BOOK REVIEW: Simplification can benefit every business

Simplify: How the Best Businesses in the World Succeed, by Richard Koch and Greg Lockwood

THE need to simplify your personal life as well as your business is not new. Every second year I have brought to readers’ attention another book on the subject, so here is my biennial contribution.

What makes this book valuable is that it focuses directly on sustainable economic growth. The authors have identified two types of growth that flow from the exercise of simplification: proposition-simplification and price-simplification. These two methods of growing the company are fundamentally different and the decision to pursue one form of simplification over another must be made on reliable grounds.

The decision must take cognisance of the culture of the company and its appetite and ability to pursue one type of simplification over the other. Further, the nature of both the company’s offering and the nature of the market will affect the decision-making process.

I will describe how the two types of simplification unfold through the descriptions of some of the well-known businesses used in the book as examples.


The sole objective of price-simplification is to slash the costs of the product or service to the consumer.

Henry Ford achieved price-simplification by reducing the variety of cars his company initially offered down to one, and in only one colour - black. The very design of the car was aimed at giving people what they needed and nothing more – a way to move faster than on horseback. Ford worked constantly on redesigning his factories so that more cars could be produced ever more cheaply. The company’s success was directly correlated to the constantly dropping selling price.

IKEA, the mass retailer of affordable, attractive furniture, redesigned its products so that they could be flat-packed, saving the company transport and storage costs. This price simplification model also involved co-opting customers into the sales process to further reduce costs. Not only are there no salespeople for you to discuss your decorating needs with, you select the furniture yourself and even take it home yourself in a flat-pack. Then, you assemble the furniture from their remarkably clear instructions.

McDonald’s reduced the price of its burgers by reducing variety, and automating processes wherever possible. It also speeded up the delivery of the food, so allowing for a faster flow-through of customers, and eliminated the cost of waiters. Customers essentially serve themselves.

Honda entered the American market by reducing the power of the motorcycles it offered, and scaling down its offering to the larger segment of small motorcycle users. Honda also lowered labour costs, its most expensive component, through efficiencies of production and management.


Proposition-simplification differs from price-simplification with its focus on making the product or service a joy to use. The price is not a factor and many who are proposition-simplifiers are more expensive than their competitors. This category benefits from people’s willingness to pay more, if that is what it takes to own something that is easier to use, or more useful or more aesthetically pleasing.

Apple Macintosh effectively created the high-end customer segment by manufacturing products that were more intuitive for the user, more user-friendly and more beautiful.
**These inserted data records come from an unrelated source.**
//! Infrastructure layer: storage, the Transfer Engine, notification sinks,
//! read caching and configuration.

pub mod adjustment;
pub mod cache;
pub mod config;
pub mod error;
pub mod notify;
pub mod retry;
pub mod store;
pub mod transfer_engine;

pub use adjustment::{AdjustStockCommand, CompletedAdjustment, StockAdjuster};
pub use cache::{BalanceChangeHook, CacheScope, ReadCache};
pub use config::{ConfigError, Settings};
pub use error::StockError;
pub use notify::{
    BroadcastLowStockSink, FanoutLowStockSink, LowStockMonitor, LowStockSink, NotifyError,
    RecordingLowStockSink, TracingLowStockSink,
};
pub use retry::RetryPolicy;
pub use store::{CatalogStore, InMemoryInventoryStore, PostgresInventoryStore, StockStore, StoreError};
pub use transfer_engine::{
    CompletedTransfer, TransferCommand, TransferEngine, TransferEngineConfig, TransferError,
};
use std::sync::Arc;

use axum::{
    Json, Router,
    extract::{Extension, Path, Query, rejection::JsonRejection},
    http::StatusCode,
    response::{IntoResponse, Response},
    routing::{delete, get, post},
};
use chrono::Utc;
use serde_json::json;

use stockyard_auth::Capability;
use stockyard_core::WarehouseId;
use stockyard_infra::{CacheScope, ReadCache};
use stockyard_inventory::{Warehouse, WarehouseDraft};

use crate::app::services::AppServices;
use crate::app::{dto, errors};
use crate::authz;
use crate::context::PrincipalContext;

pub fn public() -> Router {
    Router::new()
        .route("/warehouses", get(list_warehouses))
        .route("/warehouses/:id/inventory", get(warehouse_inventory))
}

pub fn protected() -> Router {
    Router::new()
        .route("/warehouses", post(create_warehouse))
        .route("/warehouses/:id/inventory/cache", delete(clear_inventory_cache))
}

pub async fn list_warehouses(Extension(services): Extension<Arc<AppServices>>) -> Response {
    let catalog = &services.catalog;
    let result = services
        .cache
        .get_or_try_insert(CacheScope::Warehouses, "all".to_string(), move || async move {
            let warehouses = catalog
                .list_warehouses()
                .await
                .map_err(errors::store_error_to_response)?;
            Ok::<_, Response>(json!({
                "data": warehouses.iter().map(dto::warehouse_json).collect::<Vec<_>>(),
            }))
        })
        .await;

    match result {
        Ok(body) => Json(body).into_response(),
        Err(response) => response,
    }
}

pub async fn create_warehouse(
    Extension(services): Extension<Arc<AppServices>>,
    Extension(principal): Extension<PrincipalContext>,
    payload: Result<Json<dto::WarehousePayload>, JsonRejection>,
) -> Response {
    if let Err(denied) = authz::require(&principal, Capability::ManageWarehouses) {
        return denied;
    }

    let Json(body) = match payload {
        Ok(body) => body,
        Err(rejection) => return errors::body_rejection(rejection),
    };

    let warehouse = match Warehouse::create(WarehouseDraft::from(body), Utc::now()) {
        Ok(w) => w,
        Err(field_errors) => return errors::validation_error(field_errors),
    };

    let warehouse = match services.catalog.insert_warehouse(warehouse).await {
        Ok(w) => w,
        Err(e) => return errors::store_error_to_response(e),
    };
    services.cache.invalidate(CacheScope::Warehouses);

    (
        StatusCode::CREATED,
        Json(json!({
            "message": "Warehouse created successfully.",
            "data": dto::warehouse_json(&warehouse),
        })),
    )
        .into_response()
}

/// One warehouse's balances, cached per query until a stock change touches it.
pub async fn warehouse_inventory(
    Extension(services): Extension<Arc<AppServices>>,
    Path(id): Path<String>,
    Query(params): Query<dto::WarehouseInventoryParams>,
) -> Response {
    let warehouse_id: WarehouseId = match errors::parse_id(&id, "warehouse id") {
        Ok(id) => id,
        Err(response) => return response,
    };

    let warehouse = match services.catalog.get_warehouse(warehouse_id).await {
        Ok(Some(w)) => w,
        Ok(None) => return errors::json_error(StatusCode::NOT_FOUND, "not_found", "warehouse not found"),
        Err(e) => return errors::store_error_to_response(e),
    };

    let query = params.into_query(warehouse_id);
    let key = ReadCache::fingerprint(&query);
    let stock = &services.stock;
    let query = &query;
    let result = services
        .cache
        .get_or_try_insert(CacheScope::WarehouseInventory(warehouse_id), key, move || async move {
            let page = stock
                .list_balances(query)
                .await
                .map_err(errors::store_error_to_response)?;
            let mut body = dto::paginated(page.map(|v| dto::balance_view_json(&v)));
            body["warehouse"] = dto::warehouse_json(&warehouse);
            Ok::<_, Response>(body)
        })
        .await;

    match result {
        Ok(body) => Json(body).into_response(),
        Err(response) => response,
    }
}

pub async fn clear_inventory_cache(
    Extension(services): Extension<Arc<AppServices>>,
    Extension(principal): Extension<PrincipalContext>,
    Path(id): Path<String>,
) -> Response {
    if let Err(denied) = authz::require(&principal, Capability::ClearCache) {
        return denied;
    }

    let warehouse_id: WarehouseId = match errors::parse_id(&id, "warehouse id") {
        Ok(id) => id,
        Err(response) => return response,
    };

    match services.catalog.get_warehouse(warehouse_id).await {
        Ok(Some(_)) => {}
        Ok(None) => return errors::json_error(StatusCode::NOT_FOUND, "not_found", "warehouse not found"),
        Err(e) => return errors::store_error_to_response(e),
    }

    services.cache.invalidate(CacheScope::WarehouseInventory(warehouse_id));
    Json(json!({ "message": "Inventory cache cleared successfully." })).into_response()
}
use std::sync::Arc;

use axum::{
    extract::State,
    http::{HeaderMap, StatusCode},
    middleware::Next,
    response::Response,
};
use chrono::Utc;
use tracing::debug;

use stockyard_auth::JwtValidator;

use crate::context::PrincipalContext;

#[derive(Clone)]
pub struct AuthState {
    pub jwt: Arc<dyn JwtValidator>,
}

/// Reject requests without a valid bearer token; otherwise attach the caller.
pub async fn auth_middleware(
    State(state): State<AuthState>,
    mut req: axum::http::Request<axum::body::Body>,
    next: Next,
) -> Result<Response, StatusCode> {
    let token = extract_bearer(req.headers())?;

    let claims = state.jwt.validate(token, Utc::now()).map_err(|e| {
        debug!(error = %e, "rejected bearer token");
        StatusCode::UNAUTHORIZED
    })?;

    req.extensions_mut()
        .insert(PrincipalContext::new(claims.principal()));

    Ok(next.run(req).await)
}

fn extract_bearer(headers: &HeaderMap) -> Result<&str, StatusCode> {
    let header = headers
        .get(axum::http::header::AUTHORIZATION)
        .ok_or(StatusCode::UNAUTHORIZED)?;

    let header = header.to_str().map_err(|_| StatusCode::UNAUTHORIZED)?;

    let header = header
        .strip_prefix("Bearer ")
        .ok_or(StatusCode::UNAUTHORIZED)?;

    let token = header.trim();
    if token.is_empty() {
        return Err(StatusCode::UNAUTHORIZED);
    }

    Ok(token)
}

#[cfg(test)]
mod tests {
    use super::*;
    use axum::http::HeaderValue;

    fn headers(value: &str) -> HeaderMap {
        let mut headers = HeaderMap::new();
        headers.insert(
            axum::http::header::AUTHORIZATION,
            HeaderValue::from_str(value).unwrap(),
        );
        headers
    }

    #[test]
    fn bearer_token_is_extracted_and_trimmed() {
        assert_eq!(extract_bearer(&headers("Bearer  abc ")).unwrap(), "abc");
    }

    #[test]
    fn other_schemes_and_blank_tokens_are_rejected() {
        assert_eq!(extract_bearer(&headers("Basic abc")), Err(StatusCode::UNAUTHORIZED));
        assert_eq!(extract_bearer(&headers("Bearer   ")), Err(StatusCode::UNAUTHORIZED));
        assert_eq!(extract_bearer(&HeaderMap::new()), Err(StatusCode::UNAUTHORIZED));
    }
}
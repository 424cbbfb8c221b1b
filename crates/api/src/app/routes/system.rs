use std::sync::Arc;

use axum::{
    Json,
    extract::Extension,
    http::StatusCode,
    response::{IntoResponse, sse::Event as SseEvent},
};

use stockyard_auth::Capability;

use crate::app::services::{self, AppServices};
use crate::context::PrincipalContext;

const ALL_CAPABILITIES: [Capability; 7] = [
    Capability::ReadInventory,
    Capability::TransferStock,
    Capability::AdjustStock,
    Capability::ManageItems,
    Capability::DeleteItems,
    Capability::ManageWarehouses,
    Capability::ClearCache,
];

pub async fn health() -> StatusCode {
    StatusCode::OK
}

pub async fn whoami(Extension(principal): Extension<PrincipalContext>) -> impl IntoResponse {
    let role = principal.role();
    Json(serde_json::json!({
        "user_id": principal.user_id().to_string(),
        "role": role.as_str(),
        "capabilities": ALL_CAPABILITIES
            .iter()
            .filter(|c| role.grants(**c))
            .map(|c| c.as_str())
            .collect::<Vec<_>>(),
    }))
}

/// Live low-stock alerts.
pub async fn alerts_stream(
    Extension(services): Extension<Arc<AppServices>>,
) -> axum::response::Sse<impl tokio_stream::Stream<Item = Result<SseEvent, std::convert::Infallible>>> {
    services::alerts_sse_stream(services)
}
use std::sync::Arc;

use axum::{
    Json, Router,
    extract::{Extension, Path, Query, rejection::JsonRejection},
    http::StatusCode,
    response::{IntoResponse, Response},
    routing::{get, post, put},
};
use chrono::Utc;
use serde_json::json;

use stockyard_auth::Capability;
use stockyard_core::{FieldErrors, ItemId};
use stockyard_infra::store::{ItemQuery, StockStatus};
use stockyard_infra::{CacheScope, ReadCache, StoreError};
use stockyard_inventory::Item;

use crate::app::services::AppServices;
use crate::app::{dto, errors};
use crate::authz;
use crate::context::PrincipalContext;

pub fn public() -> Router {
    Router::new()
        .route("/inventory-items", get(list_items))
        .route("/inventory-items/filters", get(filter_options))
        .route("/inventory-items/search", get(search_items))
        .route("/inventory-items/low-stock", get(low_stock_items))
        .route("/inventory-items/out-of-stock", get(out_of_stock_items))
        .route("/inventory-items/:id", get(get_item))
}

pub fn protected() -> Router {
    Router::new()
        .route("/inventory-items", post(create_item))
        .route("/inventory-items/:id", put(update_item).delete(delete_item))
}

pub async fn list_items(
    Extension(services): Extension<Arc<AppServices>>,
    Query(params): Query<dto::ItemListParams>,
) -> Response {
    let query = ItemQuery::from(params);
    let key = ReadCache::fingerprint(&query);
    let catalog = &services.catalog;
    let query = &query;
    let result = services
        .cache
        .get_or_try_insert(CacheScope::ItemSearch, key, move || async move {
            let page = catalog
                .search_items(query)
                .await
                .map_err(errors::store_error_to_response)?;
            let filters = catalog
                .item_filter_options()
                .await
                .map_err(errors::store_error_to_response)?;
            let mut body = dto::paginated(page.map(|s| dto::item_stock_json(&s)));
            body["filters"] = json!(filters);
            Ok::<_, Response>(body)
        })
        .await;

    match result {
        Ok(body) => Json(body).into_response(),
        Err(response) => response,
    }
}

pub async fn filter_options(Extension(services): Extension<Arc<AppServices>>) -> Response {
    match services.catalog.item_filter_options().await {
        Ok(filters) => Json(json!(filters)).into_response(),
        Err(e) => errors::store_error_to_response(e),
    }
}

/// Autocomplete over active items.
pub async fn search_items(
    Extension(services): Extension<Arc<AppServices>>,
    Query(params): Query<dto::SearchParams>,
) -> Response {
    let Some(query) = params.into_query() else {
        return Json(json!({ "data": [] })).into_response();
    };

    match services.catalog.search_items(&query).await {
        Ok(page) => Json(json!({
            "data": page.data.iter().map(dto::item_suggestion_json).collect::<Vec<_>>(),
        }))
        .into_response(),
        Err(e) => errors::store_error_to_response(e),
    }
}

pub async fn low_stock_items(
    Extension(services): Extension<Arc<AppServices>>,
    Query(params): Query<dto::PageParams>,
) -> Response {
    items_by_stock_status(&services, StockStatus::LowStock, &params).await
}

pub async fn out_of_stock_items(
    Extension(services): Extension<Arc<AppServices>>,
    Query(params): Query<dto::PageParams>,
) -> Response {
    items_by_stock_status(&services, StockStatus::OutOfStock, &params).await
}

async fn items_by_stock_status(
    services: &AppServices,
    status: StockStatus,
    params: &dto::PageParams,
) -> Response {
    let query = ItemQuery {
        stock_status: Some(status),
        page: params.page(),
        ..ItemQuery::default()
    };
    match services.catalog.search_items(&query).await {
        Ok(page) => Json(dto::paginated(page.map(|s| dto::item_stock_json(&s)))).into_response(),
        Err(e) => errors::store_error_to_response(e),
    }
}

pub async fn get_item(
    Extension(services): Extension<Arc<AppServices>>,
    Path(id): Path<String>,
) -> Response {
    let item_id: ItemId = match errors::parse_id(&id, "item id") {
        Ok(id) => id,
        Err(response) => return response,
    };

    match services.catalog.get_item_stock(item_id).await {
        Ok(Some(stock)) => Json(json!({ "data": dto::item_stock_json(&stock) })).into_response(),
        Ok(None) => errors::json_error(StatusCode::NOT_FOUND, "not_found", "inventory item not found"),
        Err(e) => errors::store_error_to_response(e),
    }
}

pub async fn create_item(
    Extension(services): Extension<Arc<AppServices>>,
    Extension(principal): Extension<PrincipalContext>,
    payload: Result<Json<dto::ItemPayload>, JsonRejection>,
) -> Response {
    if let Err(denied) = authz::require(&principal, Capability::ManageItems) {
        return denied;
    }

    let Json(body) = match payload {
        Ok(body) => body,
        Err(rejection) => return errors::body_rejection(rejection),
    };

    let (draft, mut field_errors) = body.into_create_draft();
    let item = match Item::create(draft, Utc::now()) {
        Ok(item) if field_errors.is_empty() => item,
        Ok(_) => return errors::validation_error(field_errors),
        Err(e) => {
            field_errors.merge(e);
            return errors::validation_error(field_errors);
        }
    };

    let item = match services.catalog.insert_item(item).await {
        Ok(item) => item,
        Err(StoreError::Conflict(_)) => {
            return errors::validation_error(FieldErrors::single(
                "sku",
                "The SKU has already been taken.",
            ));
        }
        Err(e) => return errors::store_error_to_response(e),
    };
    services.cache.invalidate(CacheScope::ItemSearch);

    (
        StatusCode::CREATED,
        Json(json!({
            "message": "Inventory item created successfully.",
            "data": dto::item_json(&item),
        })),
    )
        .into_response()
}

pub async fn update_item(
    Extension(services): Extension<Arc<AppServices>>,
    Extension(principal): Extension<PrincipalContext>,
    Path(id): Path<String>,
    payload: Result<Json<dto::ItemPayload>, JsonRejection>,
) -> Response {
    if let Err(denied) = authz::require(&principal, Capability::ManageItems) {
        return denied;
    }

    let item_id: ItemId = match errors::parse_id(&id, "item id") {
        Ok(id) => id,
        Err(response) => return response,
    };

    let Json(body) = match payload {
        Ok(body) => body,
        Err(rejection) => return errors::body_rejection(rejection),
    };

    let mut item = match services.catalog.get_item(item_id).await {
        Ok(Some(item)) => item,
        Ok(None) => return errors::json_error(StatusCode::NOT_FOUND, "not_found", "inventory item not found"),
        Err(e) => return errors::store_error_to_response(e),
    };

    let draft = body.into_update_draft(&item);
    if let Err(field_errors) = item.apply_update(draft, Utc::now()) {
        return errors::validation_error(field_errors);
    }

    let item = match services.catalog.update_item(item).await {
        Ok(item) => item,
        Err(e) => return errors::store_error_to_response(e),
    };
    // Balance listings embed item details.
    services.cache.clear();

    Json(json!({
        "message": "Inventory item updated successfully.",
        "data": dto::item_json(&item),
    }))
    .into_response()
}

pub async fn delete_item(
    Extension(services): Extension<Arc<AppServices>>,
    Extension(principal): Extension<PrincipalContext>,
    Path(id): Path<String>,
) -> Response {
    if let Err(denied) = authz::require(&principal, Capability::DeleteItems) {
        return denied;
    }

    let item_id: ItemId = match errors::parse_id(&id, "item id") {
        Ok(id) => id,
        Err(response) => return response,
    };

    if let Err(e) = services.catalog.delete_item(item_id).await {
        return errors::store_error_to_response(e);
    }
    services.cache.clear();

    Json(json!({ "message": "Inventory item deleted successfully." })).into_response()
}
//! Configuration loaded from environment variables at startup.

use std::str::FromStr;
use std::time::Duration;

use thiserror::Error;
use tracing::warn;

use crate::retry::RetryPolicy;
use crate::transfer_engine::TransferEngineConfig;

const DEV_JWT_SECRET: &str = "dev-secret";

#[derive(Debug, Error, Clone, PartialEq, Eq)]
pub enum ConfigError {
    #[error("{name} has invalid value '{value}': {reason}")]
    Invalid {
        name: &'static str,
        value: String,
        reason: String,
    },

    #[error("{0} must be set when USE_PERSISTENT_STORES=true")]
    Missing(&'static str),
}

#[derive(Debug, Clone, PartialEq, Eq)]
pub struct Settings {
    pub bind_addr: String,
    pub jwt_secret: String,
    /// `Some` when the Postgres store should be used.
    pub database_url: Option<String>,
    pub db_max_connections: u32,
    pub transfer: TransferEngineConfig,
    pub lock_timeout: Duration,
    pub read_cache_ttl: Duration,
}

impl Settings {
    pub fn from_env() -> Result<Self, ConfigError> {
        Self::from_lookup(|name| std::env::var(name).ok())
    }

    /// Build settings from an arbitrary variable source.
    pub fn from_lookup(lookup: impl Fn(&str) -> Option<String>) -> Result<Self, ConfigError> {
        let jwt_secret = lookup("JWT_SECRET").unwrap_or_else(|| {
            warn!("JWT_SECRET not set; using insecure dev default");
            DEV_JWT_SECRET.to_string()
        });

        let use_persistent = lookup("USE_PERSISTENT_STORES")
            .map(|v| v.eq_ignore_ascii_case("true") || v == "1")
            .unwrap_or(false);
        let database_url = if use_persistent {
            Some(lookup("DATABASE_URL").ok_or(ConfigError::Missing("DATABASE_URL"))?)
        } else {
            None
        };

        let max_attempts: u32 = parse(&lookup, "TRANSFER_MAX_ATTEMPTS", 3)?;
        if max_attempts == 0 {
            return Err(ConfigError::Invalid {
                name: "TRANSFER_MAX_ATTEMPTS",
                value: "0".to_string(),
                reason: "must be at least 1".to_string(),
            });
        }

        Ok(Self {
            bind_addr: lookup("BIND_ADDR").unwrap_or_else(|| "0.0.0.0:8080".to_string()),
            jwt_secret,
            database_url,
            db_max_connections: parse(&lookup, "DB_MAX_CONNECTIONS", 10)?,
            transfer: TransferEngineConfig {
                retry: RetryPolicy {
                    max_attempts,
                    initial_backoff: Duration::from_millis(parse(
                        &lookup,
                        "TRANSFER_RETRY_BACKOFF_MS",
                        50,
                    )?),
                },
                deadline: Duration::from_millis(parse(&lookup, "TRANSFER_DEADLINE_MS", 5000)?),
            },
            lock_timeout: Duration::from_millis(parse(&lookup, "LOCK_TIMEOUT_MS", 2000)?),
            read_cache_ttl: Duration::from_secs(parse(&lookup, "READ_CACHE_TTL_SECS", 300)?),
        })
    }
}

fn parse<T>(
    lookup: &impl Fn(&str) -> Option<String>,
    name: &'static str,
    default: T,
) -> Result<T, ConfigError>
where
    T: FromStr,
    T::Err: std::fmt::Display,
{
    match lookup(name) {
        None => Ok(default),
        Some(raw) => raw.trim().parse().map_err(|e: T::Err| ConfigError::Invalid {
            name,
            value: raw.clone(),
            reason: e.to_string(),
        }),
    }
}

#[cfg(test)]
mod tests {
    use super::*;
    use std::collections::HashMap;

    fn settings(vars: &[(&str, &str)]) -> Result<Settings, ConfigError> {
        let vars: HashMap<String, String> = vars
            .iter()
            .map(|(k, v)| (k.to_string(), v.to_string()))
            .collect();
        Settings::from_lookup(|name| vars.get(name).cloned())
    }

    #[test]
    fn defaults_apply_when_unset() {
        let s = settings(&[]).unwrap();
        assert_eq!(s.bind_addr, "0.0.0.0:8080");
        assert_eq!(s.jwt_secret, DEV_JWT_SECRET);
        assert_eq!(s.database_url, None);
        assert_eq!(s.transfer.retry.max_attempts, 3);
        assert_eq!(s.transfer.retry.initial_backoff, Duration::from_millis(50));
        assert_eq!(s.transfer.deadline, Duration::from_secs(5));
        assert_eq!(s.lock_timeout, Duration::from_secs(2));
        assert_eq!(s.read_cache_ttl, Duration::from_secs(300));
    }

    #[test]
    fn persistent_stores_require_database_url() {
        assert_eq!(
            settings(&[("USE_PERSISTENT_STORES", "true")]),
            Err(ConfigError::Missing("DATABASE_URL"))
        );
        let s = settings(&[
            ("USE_PERSISTENT_STORES", "true"),
            ("DATABASE_URL", "postgres://localhost/stock"),
        ])
        .unwrap();
        assert_eq!(s.database_url.as_deref(), Some("postgres://localhost/stock"));
    }

    #[test]
    fn malformed_numbers_are_errors() {
        let err = settings(&[("LOCK_TIMEOUT_MS", "soon")]).unwrap_err();
        assert!(matches!(err, ConfigError::Invalid { name: "LOCK_TIMEOUT_MS", .. }));
        assert!(settings(&[("TRANSFER_MAX_ATTEMPTS", "0")]).is_err());
    }
}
Uber has made the experience of using a taxi quicker through the software that hails the drivers closest to you. The newer cars required for use by Uber drivers are expected to be more reliable, comfortable, and the whole experience is often cheaper than conventional taxis. This combination of the speed of getting a ride and the convenience of not having to pay cash are among many features that have made Uber hugely successful, and an extremely valuable company.

The computer scientists at Xerox PARC invented the modern PC, the mouse and much, much more. However, they failed to capitalise on their inventions partially because they never focused on process simplification. “They snatched defeat from the jaws of victory because they liked complexity more than they liked simplicity,” the authors explain.

Process-simplification and the monetisation of these technological innovations were left to the late, great Steve Jobs. He brought Apple back to profitability by focusing on just two models of the Mac and producing the easiest-to-use, most fun personal computer on the market.

Then came the iPod, another extraordinary example of proposition-simplification. Existing MP3 players were “horrible, absolutely horrible”. They were difficult to use and held about 16 songs. Jobs and the team devised a far simpler player that had a drive that would hold a thousand songs, with a FireWire connection to sync the thousand songs in under ten minutes, and a battery that would last through a thousand songs.

Apple is a prime example of a proposition-simplifier.

What tactics your context requires to use the principle of simplification will be completely unique. The value of this book is the awareness of the power of simplification, and the guidance it offers to the process: the rest is up to you.

Readability:    Light -+-- Serious
Insights:         High --+-- Low
Practical:         High +---- Low

* Ian Mann of Gateways consults internationally on leadership and strategy and is the author of Strategy that Works. Views expressed are his own.